We ask: How does the program handle operations on objects that behave similarly but may be different types?
Analyze the time complexity of the following code snippet.
def process_items(items):
for item in items:
item.quack()
class Duck:
def quack(self):
print("Quack!")
class Person:
def quack(self):
print("I'm pretending to be a duck!")
process_items([Duck(), Person(), Duck()])
This code calls the quack method on each object in a list, relying on duck typing to allow different types to respond similarly.
Identify the loops, recursion, array traversals that repeat.
- Primary operation: Looping through each item and calling
quack(). - How many times: Once for each item in the list.
Each item in the list causes one call to quack(). So, the work grows directly with the number of items.

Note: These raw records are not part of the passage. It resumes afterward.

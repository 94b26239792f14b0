// SPDX-License-Identifier: MIT

//! Process chain types consumed by the engine

use serde::{Deserialize, Serialize};
use serde_json::Value;
use uuid::Uuid;

/// Version of the process chain format the engine accepts
pub const PROCESS_CHAIN_VERSION: &str = "1";

/// A complete execution plan as submitted to the engine
#[derive(Debug, Clone, PartialEq, Serialize, Deserialize)]
pub struct ProcessChain {
    pub version: String,
    pub list: Vec<Instruction>,
}

impl ProcessChain {
    pub fn new(list: Vec<Instruction>) -> Self {
        Self {
            version: PROCESS_CHAIN_VERSION.to_string(),
            list,
        }
    }
}

/// One entry of the process chain
#[derive(Debug, Clone, PartialEq, Serialize, Deserialize)]
pub struct Instruction {
    pub id: String,
    pub module: String,
    #[serde(default)]
    pub inputs: Vec<InputBinding>,
    #[serde(default, skip_serializing_if = "Vec::is_empty")]
    pub outputs: Vec<OutputBinding>,
    #[serde(default, skip_serializing_if = "Option::is_none")]
    pub flags: Option<String>,
}

impl Instruction {
    /// Start an instruction for `module` with a collision-avoiding id
    pub fn new(module: &str) -> Self {
        Self {
            id: instruction_id(module),
            module: module.to_string(),
            inputs: Vec::new(),
            outputs: Vec::new(),
            flags: None,
        }
    }

    pub fn input(mut self, param: &str, value: impl Into<Value>) -> Self {
        self.inputs.push(InputBinding {
            param: param.to_string(),
            value: value.into(),
            import_descr: None,
        });
        self
    }

    pub fn import(mut self, param: &str, value: &str, import_descr: ImportDescr) -> Self {
        self.inputs.push(InputBinding {
            param: param.to_string(),
            value: Value::String(value.to_string()),
            import_descr: Some(import_descr),
        });
        self
    }

    pub fn output(mut self, param: &str, value: &str) -> Self {
        self.outputs.push(OutputBinding {
            param: param.to_string(),
            value: value.to_string(),
        });
        self
    }

    /// Set the flags; an empty string leaves the instruction without flags
    pub fn flags(mut self, flags: String) -> Self {
        self.flags = if flags.is_empty() { None } else { Some(flags) };
        self
    }

    /// Value bound to an input parameter
    pub fn input_value(&self, param: &str) -> Option<&Value> {
        self.inputs
            .iter()
            .find(|i| i.param == param)
            .map(|i| &i.value)
    }
}

/// A module parameter bound to a value
#[derive(Debug, Clone, PartialEq, Serialize, Deserialize)]
pub struct InputBinding {
    pub param: String,
    pub value: Value,
    #[serde(default, skip_serializing_if = "Option::is_none")]
    pub import_descr: Option<ImportDescr>,
}

/// A module output parameter bound to a layer name
#[derive(Debug, Clone, PartialEq, Serialize, Deserialize)]
pub struct OutputBinding {
    pub param: String,
    pub value: String,
}

/// Describes a resource the engine must download before running a module
#[derive(Debug, Clone, PartialEq, Serialize, Deserialize)]
pub struct ImportDescr {
    pub source: String,
    #[serde(rename = "type")]
    pub kind: String,
}

/// `t.rast.extract` becomes `t_rast_extract_<n>` with `n` in `0..=1_000_000`
fn instruction_id(module: &str) -> String {
    let suffix = Uuid::new_v4().as_u128() % 1_000_001;
    format!("{}_{}", module.replace('.', "_"), suffix)
}

#[cfg(test)]
mod tests {
    use super::*;
    use serde_json::json;

    #[test]
    fn test_instruction_id_prefix() {
        let instruction = Instruction::new("t.rast.extract");
        let suffix = instruction.id.strip_prefix("t_rast_extract_").unwrap();
        let n: u64 = suffix.parse().unwrap();
        assert!(n <= 1_000_000);
    }

    #[test]
    fn test_serialization_omits_empty_parts() {
        let instruction = Instruction::new("t.rast.hants")
            .input("nf", 6)
            .flags(String::new());
        let value = serde_json::to_value(&instruction).unwrap();
        assert!(value.get("flags").is_none());
        assert!(value.get("outputs").is_none());
        assert_eq!(value["inputs"][0], json!({"param": "nf", "value": 6}));
    }

    #[test]
    fn test_import_descr_serialization() {
        let instruction = Instruction::new("t.rast.aggr_func").import(
            "pyfile",
            "$file::my_py_func",
            ImportDescr {
                source: "https://example.com/udf.py".to_string(),
                kind: "file".to_string(),
            },
        );
        let value = serde_json::to_value(&instruction).unwrap();
        assert_eq!(
            value["inputs"][0]["import_descr"],
            json!({"source": "https://example.com/udf.py", "type": "file"})
        );
    }

    #[test]
    fn test_chain_version() {
        let chain = ProcessChain::new(vec![]);
        assert_eq!(
            serde_json::to_value(&chain).unwrap(),
            json!({"version": "1", "list": []})
        );
    }
}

| Input Size (n) | Approx. Operations |
|---|---|
| 10 | 10 calls to quack() |
| 100 | 100 calls to quack() |
| 1000 | 1000 calls to quack() |
Pattern observation: The number of operations grows evenly as the list gets bigger.
Time Complexity: O(n)
This means the time it takes grows in a straight line with the number of items you process.
[X] Wrong: "Duck typing makes the program slower because it checks types at runtime for every call."
[OK] Correct: The program just calls the method on each object without extra type checks; it trusts the object can respond, so the speed depends mainly on how many items you have.
Understanding how duck typing affects time helps you explain how flexible code runs as data grows, showing you grasp both design and performance.
"What if each quack() method took longer because it did more work? How would that affect the overall time complexity?"